MM-PoE: Multiple Choice Reasoning via. Process of Elimination using Multi-Modal Models
Sayak Chakrabarty, Souradip Pal
TL;DR
The paper tackles the challenge of visual-question answering with multiple choices by introducing MM-PoE, a two-step process of elimination and targeted re-scoring in a multimodal setting. By first masking out implausible options and then re-evaluating the remaining ones using a masked context, MM-PoE aligns model reasoning with human test-taking strategies. Empirical results show improved zero-shot and few-shot performance on ScienceQA and AI2D across multiple VLM backbones, illustrating the approach's robustness and generality. The work extends the PoE paradigm to multimodal tasks and provides open-source code to facilitate adoption and further research in interpretable, reliable visual reasoning.
Abstract
This paper introduces Multiple Choice Reasoning via. Process of Elimination using Multi-Modal models, herein referred to as Multi-Modal Process of Elimination (MM-PoE). This novel methodology is engineered to augment the efficacy of Vision-Language Models (VLMs) in multiple-choice visual reasoning tasks. Diverging from conventional approaches that evaluate each option independently, MM-PoE employs a dual-step scoring paradigm that initially identifies and excludes implausible choices, subsequently concentrating on the most probable remaining options. This method emulates human test-taking strategies, where individuals typically eliminate clearly incorrect answers prior to selecting the optimal response. Our empirical evaluations, conducted across three benchmark datasets, reveal that MM-PoE significantly improves both zero-shot and few-shot performance of contemporary state-of-the-art VLMs.
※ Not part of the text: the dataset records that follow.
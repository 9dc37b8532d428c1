//! RecordPath: a query language, parser and evaluator for navigating,
//! filtering and transforming schema-bearing records.
//!
//! The public surface is small: [`compile`] a path once, [`CompiledPath`]
//! carries no reference to any particular record, and [`CompiledPath::evaluate`]
//! runs it against one.

pub mod cache;
pub mod cnf;
pub mod err;
pub mod eval;
pub mod fieldvalue;
pub mod fnc;
pub mod path;
pub mod schema;
pub mod value;

pub use cache::PathCache;
pub use err::{Error, Result};
pub use fieldvalue::FieldValue;
pub use path::{compile, CompiledPath};
pub use schema::{DataType, Record, RecordField, RecordSchema, ScalarKind};
pub use value::{RecordMap, Value};

/// Test-only tracing bootstrap, grounded on the teacher's own
/// `tracing_subscriber::fmt()...init()` test helper convention. Safe to call
/// from more than one test in the same binary: `try_init` is a no-op once a
/// global default subscriber is already installed.
#[cfg(test)]
pub(crate) mod testutil {
	pub(crate) fn init_tracing() {
		let _ = tracing_subscriber::fmt().with_env_filter(tracing_subscriber::EnvFilter::from_default_env()).try_init();
	}
}
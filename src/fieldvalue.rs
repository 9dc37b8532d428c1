//! The field-value model: a runtime wrapper around a selected [`Value`],
//! carrying the schema field it came from and a back-link to its parent.
//!
//! Rather than threading live borrows of the original record through a
//! lazily-evaluated stream, which the borrow checker makes unpleasant for a
//! tree with back-links, each [`FieldValue`] is a reference-counted node in a
//! short-lived evaluation arena (`Rc`), holding an owned `Value` plus a recorded
//! "access path" from the root. `update_value` replays that access path
//! against a caller-supplied `&mut Record`, which is why its signature takes
//! the root explicitly rather than mutating through a buried pointer.

use crate::err::{Error, Result};
use crate::schema::{Record, RecordField};
use crate::value::Value;
use std::rc::Rc;

/// One step of the path from the evaluation root down to a field-value,
/// recorded so `update_value` can re-descend into the root and mutate the
/// right slot.
#[derive(Clone, Debug, PartialEq)]
pub(crate) enum AccessStep {
	Field(String),
	ArrayIndex(usize),
	MapKey(String),
}

#[derive(Debug)]
struct Inner {
	value: Value,
	field: RecordField,
	array_index: Option<usize>,
	parent: Option<FieldValue>,
	access: Vec<AccessStep>,
	mutable: bool,
}

/// A selected value, its schema field, and a back-link to its parent.
///
/// Field-values are comparable by `value()` only (Invariant: "identity is
/// not meaningful").
#[derive(Clone, Debug)]
pub struct FieldValue(Rc<Inner>);

impl PartialEq for FieldValue {
	fn eq(&self, other: &Self) -> bool {
		self.0.value == other.0.value
	}
}

impl FieldValue {
	/// The root field-value: its `parent()` is empty, and `update_value`
	/// rejects it since there is no parent container to write back into.
	pub fn root(value: Value, field: RecordField) -> Self {
		FieldValue(Rc::new(Inner {
			value,
			field,
			array_index: None,
			parent: None,
			access: Vec::new(),
			mutable: false,
		}))
	}

	pub(crate) fn child(
		parent: &FieldValue,
		value: Value,
		field: RecordField,
		array_index: Option<usize>,
		step: AccessStep,
	) -> Self {
		let mut access = parent.0.access.clone();
		access.push(step);
		FieldValue(Rc::new(Inner {
			value,
			field,
			array_index,
			parent: Some(parent.clone()),
			access,
			mutable: true,
		}))
	}

	/// A field-value produced by a function call: pure, unparented, and
	/// never mutable (Invariant 5).
	pub fn computed(value: Value, field: RecordField) -> Self {
		FieldValue(Rc::new(Inner {
			value,
			field,
			array_index: None,
			parent: None,
			access: Vec::new(),
			mutable: false,
		}))
	}

	pub fn value(&self) -> &Value {
		&self.0.value
	}

	pub fn into_value(self) -> Value {
		match Rc::try_unwrap(self.0) {
			Ok(inner) => inner.value,
			Err(rc) => rc.value.clone(),
		}
	}

	pub fn field(&self) -> &RecordField {
		&self.0.field
	}

	pub fn parent(&self) -> Option<&FieldValue> {
		self.0.parent.as_ref()
	}

	/// The nearest ancestor (including `self`) whose value is a `Record`.
	pub fn parent_record(&self) -> Option<&FieldValue> {
		let mut cur = Some(self);
		while let Some(fv) = cur {
			if matches!(fv.value(), Value::Record(_)) {
				return Some(fv);
			}
			cur = fv.parent();
		}
		None
	}

	/// Only defined for array-slot field-values.
	pub fn array_index(&self) -> Option<usize> {
		self.0.array_index
	}

	/// Mutates the container this field-value was selected from, through
	/// its recorded access path against `root`.
	///
	/// - parent is a Record: sets the named field, coercing via the
	///   schema's `DataType`; inactive fields are recorded for later
	///   `incorporate_inactive_fields`.
	/// - parent is an Array: replaces the element at `array_index`;
	///   out-of-bounds is a no-op.
	/// - parent is a Map: sets the string-keyed entry.
	/// - root or function-derived field-values: `Error::NotMutable`.
	pub fn update_value(&self, root: &mut Record, new: Value) -> Result<()> {
		if !self.0.mutable || self.0.access.is_empty() {
			return Err(Error::NotMutable);
		}
		set_along_path(root, &self.0.access, new)
	}
}

fn set_along_path(root: &mut Record, steps: &[AccessStep], new: Value) -> Result<()> {
	match steps {
		[] => Err(Error::NotMutable),
		[AccessStep::Field(name)] => {
			root.set_value(name, new);
			Ok(())
		}
		[AccessStep::Field(name), rest @ ..] => {
			let container = root_container_mut(root, name)?;
			set_in_value(container, rest, new)
		}
		_ => Err(Error::NotMutable),
	}
}

fn root_container_mut<'a>(root: &'a mut Record, name: &str) -> Result<&'a mut Value> {
	root.value_of_mut(name).ok_or(Error::NotMutable)
}

fn set_in_value(container: &mut Value, steps: &[AccessStep], new: Value) -> Result<()> {
	match steps {
		[] => {
			*container = new;
			Ok(())
		}
		[AccessStep::Field(name)] => match container {
			Value::Record(rec) => {
				rec.set_value(name, new);
				Ok(())
			}
			_ => Err(Error::NotMutable),
		},
		[AccessStep::ArrayIndex(i)] => match container {
			Value::Array(items) => {
				if let Some(slot) = items.get_mut(*i) {
					*slot = new;
				}
				Ok(())
			}
			_ => Err(Error::NotMutable),
		},
		[AccessStep::MapKey(k)] => match container {
			Value::Map(map) => {
				map.insert(k.clone(), new);
				Ok(())
			}
			_ => Err(Error::NotMutable),
		},
		[step, rest @ ..] => {
			let next = match (step, container) {
				(AccessStep::Field(name), Value::Record(rec)) => {
					rec.value_of_mut(name).ok_or(Error::NotMutable)?
				}
				(AccessStep::ArrayIndex(i), Value::Array(items)) => {
					items.get_mut(*i).ok_or(Error::NotMutable)?
				}
				(AccessStep::MapKey(k), Value::Map(map)) => map.get_mut_or_insert(k),
				_ => return Err(Error::NotMutable),
			};
			set_in_value(next, rest, new)
		}
	}
}

#[cfg(test)]
mod tests {
	use super::*;
	use crate::schema::{DataType, RecordSchema, ScalarKind};
	use crate::value::RecordMap;

	fn sample() -> Record {
		let schema = RecordSchema::new(vec![crate::schema::RecordField::new(
			"numbers",
			DataType::Array(Box::new(DataType::Scalar(ScalarKind::Long))),
			false,
		)]);
		let mut values = RecordMap::new();
		values.insert("numbers".into(), Value::Array((0..10).map(Value::Long).collect()));
		Record::new(schema, values)
	}

	#[test]
	fn root_is_not_mutable() {
		let mut record = sample();
		let field = RecordField::synthesize("numbers", DataType::Array(Box::new(DataType::Scalar(ScalarKind::Long))));
		let root = FieldValue::root(Value::Record(record.clone()), field);
		assert_eq!(root.update_value(&mut record, Value::Null), Err(Error::NotMutable));
	}

	#[test]
	fn array_index_update_mutates_root() {
		let mut record = sample();
		let root_field = RecordField::synthesize("", DataType::Scalar(ScalarKind::Null));
		let root = FieldValue::root(Value::Record(record.clone()), root_field);
		let arr_field = RecordField::synthesize(
			"numbers",
			DataType::Array(Box::new(DataType::Scalar(ScalarKind::Long))),
		);
		let arr_fv =
			FieldValue::child(&root, Value::Null, arr_field.clone(), None, AccessStep::Field("numbers".into()));
		let slot_field = RecordField::synthesize("numbers", DataType::Scalar(ScalarKind::Long));
		let slot = FieldValue::child(
			&arr_fv,
			Value::Long(3),
			slot_field,
			Some(3),
			AccessStep::ArrayIndex(3),
		);
		slot.update_value(&mut record, Value::Long(99)).unwrap();
		match record.value_of("numbers").unwrap() {
			Value::Array(items) => assert_eq!(items[3], Value::Long(99)),
			_ => panic!("expected array"),
		}
	}
}
//! Evaluates a compiled path against a root field-value, producing the
//! ordered stream of field-values it selects.

pub mod predicate;

use crate::cnf::MAX_COMPUTATION_DEPTH;
use crate::err::{Error, Result};
use crate::fieldvalue::{AccessStep, FieldValue};
use crate::path::ast::*;
use crate::schema::{DataType, RecordField, ScalarKind};
use crate::value::Value;

fn synth_field(name: impl Into<String>) -> RecordField {
	RecordField::synthesize(name, DataType::Scalar(ScalarKind::Null))
}

fn check_depth(depth: u32) -> Result<()> {
	if depth > *MAX_COMPUTATION_DEPTH {
		Err(Error::eval("maximum computation depth exceeded"))
	} else {
		Ok(())
	}
}

/// Evaluates a top-level `Expr` (a path, or a bare function call) relative
/// to `root` and the current `context` (the two coincide unless we're inside
/// a relative sub-expression).
pub fn eval_expr(expr: &Expr, root: &FieldValue, context: &FieldValue, depth: u32) -> Result<Vec<FieldValue>> {
	check_depth(depth)?;
	match expr {
		Expr::Path(segments) => eval_path(segments, root, context, depth),
		Expr::Function(fc) => eval_function_stream(fc, root, context, depth),
	}
}

/// Evaluates a sequence of path segments. The first segment's axis decides
/// whether the walk starts from `root` (`/`, `//`) or `context` (`.`, `..`).
fn eval_path(segments: &[PathSegment], root: &FieldValue, context: &FieldValue, depth: u32) -> Result<Vec<FieldValue>> {
	let Some(first) = segments.first() else {
		return Ok(Vec::new());
	};
	let mut current = match first.axis {
		Axis::Child | Axis::Descendant => vec![root.clone()],
		Axis::Parent | Axis::SelfAxis => vec![context.clone()],
	};
	for segment in segments {
		check_depth(depth)?;
		current = apply_axis_step(segment.axis, segment.step.as_ref(), current, root, depth)?;
		for group in &segment.index_groups {
			current = apply_index_group(group, current, root, depth)?;
		}
	}
	Ok(current)
}

fn apply_axis_step(
	axis: Axis,
	step: Option<&Step>,
	current: Vec<FieldValue>,
	root: &FieldValue,
	depth: u32,
) -> Result<Vec<FieldValue>> {
	let mut out = Vec::new();
	match axis {
		Axis::SelfAxis => out = current,
		Axis::Parent => {
			for fv in &current {
				if let Some(p) = fv.parent().and_then(|p| p.parent_record()) {
					out.push(p.clone());
				}
			}
		}
		Axis::Child => {
			for fv in &current {
				apply_step_to(fv, step, root, depth, &mut out)?;
			}
		}
		Axis::Descendant => {
			for fv in &current {
				for descendant in descendants(fv) {
					apply_step_to(&descendant, step, root, depth, &mut out)?;
				}
			}
		}
	}
	Ok(out)
}

/// Applies a single step (name / wildcard / function) against one
/// field-value, pushing any results into `out`. Shared by the child and
/// descendant axes: a descendant walk just calls this once per visited node.
fn apply_step_to(fv: &FieldValue, step: Option<&Step>, root: &FieldValue, depth: u32, out: &mut Vec<FieldValue>) -> Result<()> {
	match step {
		None => out.push(fv.clone()),
		Some(Step::Function(fc)) => out.extend(eval_function_stream(fc, root, fv, depth)?),
		Some(Step::Name(name)) => {
			if let Value::Record(rec) = fv.value() {
				if let Some(v) = rec.value_of(name) {
					let field = rec.get_field(name).cloned().unwrap_or_else(|| synth_field(name.clone()));
					out.push(FieldValue::child(fv, v.clone(), field, None, AccessStep::Field(name.clone())));
				}
			}
		}
		Some(Step::Wildcard) => {
			if let Value::Record(rec) = fv.value() {
				for name in rec.field_names().map(str::to_owned).collect::<Vec<_>>() {
					let v = rec.value_of(&name).cloned().unwrap_or(Value::Null);
					let field = rec.get_field(&name).cloned().unwrap_or_else(|| synth_field(name.clone()));
					out.push(FieldValue::child(fv, v, field, None, AccessStep::Field(name)));
				}
			}
		}
	}
	Ok(())
}

/// DFS pre-order over every field-value nested under `fv` (not including
/// `fv` itself): record fields in schema order, array elements in order,
/// map entries in insertion order.
fn descendants(fv: &FieldValue) -> Vec<FieldValue> {
	let mut out = Vec::new();
	collect_descendants(fv, &mut out);
	out
}

fn collect_descendants(fv: &FieldValue, out: &mut Vec<FieldValue>) {
	match fv.value() {
		Value::Record(rec) => {
			for name in rec.field_names().map(str::to_owned).collect::<Vec<_>>() {
				let v = rec.value_of(&name).cloned().unwrap_or(Value::Null);
				let field = rec.get_field(&name).cloned().unwrap_or_else(|| synth_field(name.clone()));
				let child = FieldValue::child(fv, v, field, None, AccessStep::Field(name));
				out.push(child.clone());
				collect_descendants(&child, out);
			}
		}
		Value::Array(items) => {
			for (i, v) in items.iter().enumerate() {
				let field = fv.field().clone();
				let child = FieldValue::child(fv, v.clone(), field, Some(i), AccessStep::ArrayIndex(i));
				out.push(child.clone());
				collect_descendants(&child, out);
			}
		}
		Value::Map(map) => {
			for (k, v) in map.iter() {
				let field = synth_field(k);
				let child = FieldValue::child(fv, v.clone(), field, None, AccessStep::MapKey(k.to_owned()));
				out.push(child.clone());
				collect_descendants(&child, out);
			}
		}
		_ => {}
	}
}

fn resolve_index(idx: i64, len: usize) -> Option<usize> {
	let resolved = if idx < 0 {
		len as i64 + idx
	} else {
		idx
	};
	if resolved >= 0 && (resolved as usize) < len {
		Some(resolved as usize)
	} else {
		None
	}
}

/// Applies one `[...]` group to the current stream. Items within a group run
/// in the order they were written, and that written order, not array order,
/// governs the order of the emitted results (e.g. `[3,6,-1,-2]`).
fn apply_index_group(group: &[IndexItem], current: Vec<FieldValue>, root: &FieldValue, depth: u32) -> Result<Vec<FieldValue>> {
	let mut out = Vec::new();
	for fv in &current {
		for item in group {
			match item {
				IndexItem::Index(n) => {
					if let Value::Array(items) = fv.value() {
						if let Some(i) = resolve_index(*n, items.len()) {
							let field = fv.field().clone();
							out.push(FieldValue::child(fv, items[i].clone(), field, Some(i), AccessStep::ArrayIndex(i)));
						}
					}
				}
				IndexItem::Range(a, b) => {
					if let Value::Array(items) = fv.value() {
						let len = items.len();
						if let (Some(lo), Some(hi)) = (resolve_index(*a, len), resolve_index(*b, len)) {
							if lo <= hi {
								for i in lo..=hi {
									let field = fv.field().clone();
									out.push(FieldValue::child(
										fv,
										items[i].clone(),
										field,
										Some(i),
										AccessStep::ArrayIndex(i),
									));
								}
							}
						}
					}
				}
				IndexItem::Wildcard => match fv.value() {
					Value::Array(items) => {
						for (i, v) in items.iter().enumerate() {
							let field = fv.field().clone();
							out.push(FieldValue::child(fv, v.clone(), field, Some(i), AccessStep::ArrayIndex(i)));
						}
					}
					Value::Map(map) => {
						for (k, v) in map.iter() {
							let field = synth_field(k);
							out.push(FieldValue::child(fv, v.clone(), field, None, AccessStep::MapKey(k.to_owned())));
						}
					}
					_ => {}
				},
				IndexItem::Key(k) => {
					if let Value::Map(map) = fv.value() {
						if let Some(v) = map.get(k) {
							let field = synth_field(k.clone());
							out.push(FieldValue::child(fv, v.clone(), field, None, AccessStep::MapKey(k.clone())));
						}
					}
				}
				IndexItem::Predicate(p) => {
					if predicate::predicate_matches(p, fv, root, depth)? {
						out.push(fv.clone());
					}
				}
			}
		}
	}
	Ok(out)
}

/// Resolves one function argument to the field-value stream it denotes.
fn eval_arg_stream(arg: &PredValue, root: &FieldValue, context: &FieldValue, depth: u32) -> Result<Vec<FieldValue>> {
	match arg {
		PredValue::Literal(v) => Ok(vec![FieldValue::computed(v.clone(), synth_field("literal"))]),
		PredValue::Path(segments) => eval_path(segments, root, context, depth),
		PredValue::Function(fc) => eval_function_stream(fc, root, context, depth),
	}
}

/// Resolves one argument to its first value (`Value::Null` if its stream is
/// empty). This is what every scalar-shaped built-in receives.
fn first_value(arg: &PredValue, root: &FieldValue, context: &FieldValue, depth: u32) -> Result<Value> {
	let stream = eval_arg_stream(arg, root, context, depth)?;
	Ok(stream.first().map(|fv| fv.value().clone()).unwrap_or(Value::Null))
}

/// Evaluates a function call into the stream of field-values it produces.
/// Most built-ins are scalar: they resolve every argument to a single value
/// and return exactly one result. A few (`count`, `coalesce`, `fieldName`,
/// `anchored`) need the evaluated field-value stream itself, not just its
/// first value, so they're special-cased here rather than funnelled through
/// [`crate::fnc::run`].
pub(crate) fn eval_function_stream(fc: &FunctionCall, root: &FieldValue, context: &FieldValue, depth: u32) -> Result<Vec<FieldValue>> {
	check_depth(depth + 1)?;
	let name_field = || synth_field(fc.name.clone());
	match fc.name.as_str() {
		"count" => {
			let stream = eval_arg_stream(&fc.args[0], root, context, depth + 1)?;
			Ok(vec![FieldValue::computed(Value::Long(stream.len() as i64), name_field())])
		}
		"coalesce" => {
			for arg in &fc.args {
				let v = first_value(arg, root, context, depth + 1)?;
				if !v.is_null() {
					return Ok(vec![FieldValue::computed(v, name_field())]);
				}
			}
			Ok(Vec::new())
		}
		"fieldName" => {
			let stream = eval_arg_stream(&fc.args[0], root, context, depth + 1)?;
			Ok(stream
				.first()
				.map(|fv| FieldValue::computed(Value::String(fv.field().name.clone()), name_field()))
				.into_iter()
				.collect())
		}
		"anchored" => {
			// `anchored(anchor, path)`: evaluates `path` relative to each
			// value selected by `anchor`, concatenating every result.
			let anchors = eval_arg_stream(&fc.args[0], root, context, depth + 1)?;
			let PredValue::Path(segments) = &fc.args[1] else {
				return Err(Error::eval("anchored: second argument must be a path"));
			};
			let mut out = Vec::new();
			for anchor in &anchors {
				out.extend(eval_path(segments, root, anchor, depth + 1)?);
			}
			Ok(out)
		}
		name => {
			let mut values = Vec::with_capacity(fc.args.len());
			for arg in &fc.args {
				values.push(first_value(arg, root, context, depth + 1)?);
			}
			let result = crate::fnc::run(name, &values)?;
			Ok(vec![FieldValue::computed(result, name_field())])
		}
	}
}

#[cfg(test)]
mod tests {
	use super::*;
	use crate::schema::{Record, RecordSchema};
	use crate::value::RecordMap;

	fn root_fv(record: Record) -> FieldValue {
		FieldValue::root(Value::Record(record), synth_field(""))
	}

	fn flat_person() -> Record {
		let schema = RecordSchema::new(vec![
			RecordField::new("name", DataType::Scalar(ScalarKind::String), false),
			RecordField::new(
				"numbers",
				DataType::Array(Box::new(DataType::Scalar(ScalarKind::Long))),
				false,
			),
		]);
		let mut values = RecordMap::new();
		values.insert("name".into(), Value::String("Ada".into()));
		values.insert("numbers".into(), Value::Array((0..10).map(Value::Long).collect()));
		Record::new(schema, values)
	}

	#[test]
	fn child_multi_index_preserves_listed_order() {
		let record = flat_person();
		let root = root_fv(record);
		let expr = crate::path::parser::parse("/numbers[3,6,-1,-2]").unwrap();
		let results = eval_expr(&expr, &root, &root, 0).unwrap();
		let values: Vec<_> = results.iter().map(|fv| fv.value().clone()).collect();
		assert_eq!(values, vec![Value::Long(3), Value::Long(6), Value::Long(9), Value::Long(8)]);
	}

	#[test]
	fn wildcard_child_visits_fields_in_schema_order() {
		let record = flat_person();
		let root = root_fv(record);
		let expr = crate::path::parser::parse("/*").unwrap();
		let results = eval_expr(&expr, &root, &root, 0).unwrap();
		assert_eq!(results[0].field().name, "name");
		assert_eq!(results[1].field().name, "numbers");
	}

	#[test]
	fn descendant_search_finds_nested_field_by_name() {
		let inner_schema = RecordSchema::new(vec![RecordField::new("id", DataType::Scalar(ScalarKind::Long), false)]);
		let mut inner_values = RecordMap::new();
		inner_values.insert("id".into(), Value::Long(7));
		let inner = Record::new(inner_schema, inner_values);

		let outer_schema = RecordSchema::new(vec![RecordField::new(
			"child",
			DataType::Record(RecordSchema::default()),
			false,
		)]);
		let mut outer_values = RecordMap::new();
		outer_values.insert("child".into(), Value::Record(inner));
		let outer = Record::new(outer_schema, outer_values);

		let root = root_fv(outer);
		let expr = crate::path::parser::parse("//id").unwrap();
		let results = eval_expr(&expr, &root, &root, 0).unwrap();
		assert_eq!(results.len(), 1);
		assert_eq!(results[0].value(), &Value::Long(7));
	}

	#[test]
	fn parent_axis_skips_the_array_wrapper() {
		let record = flat_person();
		let root = root_fv(record);
		let expr = crate::path::parser::parse("/numbers[0]/..").unwrap();
		let results = eval_expr(&expr, &root, &root, 0).unwrap();
		assert_eq!(results.len(), 1);
		assert!(matches!(results[0].value(), Value::Record(_)));
	}

	#[test]
	fn count_reports_stream_length() {
		let record = flat_person();
		let root = root_fv(record);
		let expr = crate::path::parser::parse("count(/numbers)").unwrap();
		let results = eval_expr(&expr, &root, &root, 0).unwrap();
		assert_eq!(results[0].value(), &Value::Long(1));
	}

	#[test]
	fn coalesce_skips_null_arguments() {
		let record = flat_person();
		let root = root_fv(record);
		let expr = crate::path::parser::parse("coalesce(/missing, /name)").unwrap();
		let results = eval_expr(&expr, &root, &root, 0).unwrap();
		assert_eq!(results[0].value(), &Value::String("Ada".into()));
	}

	#[test]
	fn field_name_returns_the_selected_fields_name() {
		let record = flat_person();
		let root = root_fv(record);
		let expr = crate::path::parser::parse("fieldName(/numbers)").unwrap();
		let results = eval_expr(&expr, &root, &root, 0).unwrap();
		assert_eq!(results[0].value(), &Value::String("numbers".into()));
	}
}
//! Errors raised while compiling or evaluating a RecordPath expression.

use thiserror::Error;

/// The result type used throughout this crate.
pub type Result<T> = std::result::Result<T, Error>;

/// The exhaustive error taxonomy for this crate.
///
/// Compile failures ([`Error::PathSyntax`]) are raised eagerly, before any
/// record is touched. Runtime type mismatches inside predicates are never
/// surfaced as errors (see [`crate::eval::predicate`]); only function-level
/// failures and mutation failures propagate.
#[derive(Error, Debug, Clone, PartialEq)]
#[non_exhaustive]
pub enum Error {
	/// A compile-time grammar or arity error.
	#[error("invalid RecordPath syntax at offset {offset}: {message}")]
	PathSyntax {
		offset: usize,
		message: String,
	},

	/// A runtime function failure: bad charset, regex, algorithm, or JSON parse.
	#[error("RecordPath evaluation error: {message}")]
	PathEval {
		message: String,
	},

	/// A function received a value of the wrong kind.
	#[error("RecordPath type error: {message}")]
	TypeError {
		message: String,
	},

	/// `updateValue` was called on a root or function-derived field-value.
	#[error("field-value is not mutable")]
	NotMutable,
}

impl Error {
	pub(crate) fn syntax(offset: usize, message: impl Into<String>) -> Error {
		Error::PathSyntax {
			offset,
			message: message.into(),
		}
	}

	/// Constructs a [`Error::PathEval`], logging it at `debug` level at the
	/// single point every runtime function failure passes through (bad
	/// charset, regex, hash algorithm, JSON parse, …), per this crate's
	/// ambient-logging convention for function-level failures.
	pub(crate) fn eval(message: impl Into<String>) -> Error {
		let message = message.into();
		tracing::debug!(%message, "RecordPath function raised PathEval");
		Error::PathEval {
			message,
		}
	}

	pub(crate) fn type_error(message: impl Into<String>) -> Error {
		let message = message.into();
		tracing::debug!(%message, "RecordPath function raised TypeError");
		Error::TypeError {
			message,
		}
	}
}

#[cfg(test)]
mod tests {
	use test_log::test;

	use super::*;

	#[test]
	fn eval_error_constructor_logs_and_carries_the_message() {
		let err = Error::eval("bad charset");
		assert!(matches!(err, Error::PathEval { ref message } if message == "bad charset"));
	}
}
Critically, this approach not only broadens the application of the elimination process to multi-modal contexts but also allows few-shot experiments, thereby addressing two principal limitations concerning usage of PoE only in zero-shot settings and only with a language-only framework. As a result, MM-PoE not only refines the reasoning capabilities of VLMs but also broadens their applicability to complex visual question-answering scenarios. All code and documentation supporting our work are available at https://pypi.org/project/mm-poe/, enabling researchers and practitioners to easily integrate and further develop these techniques.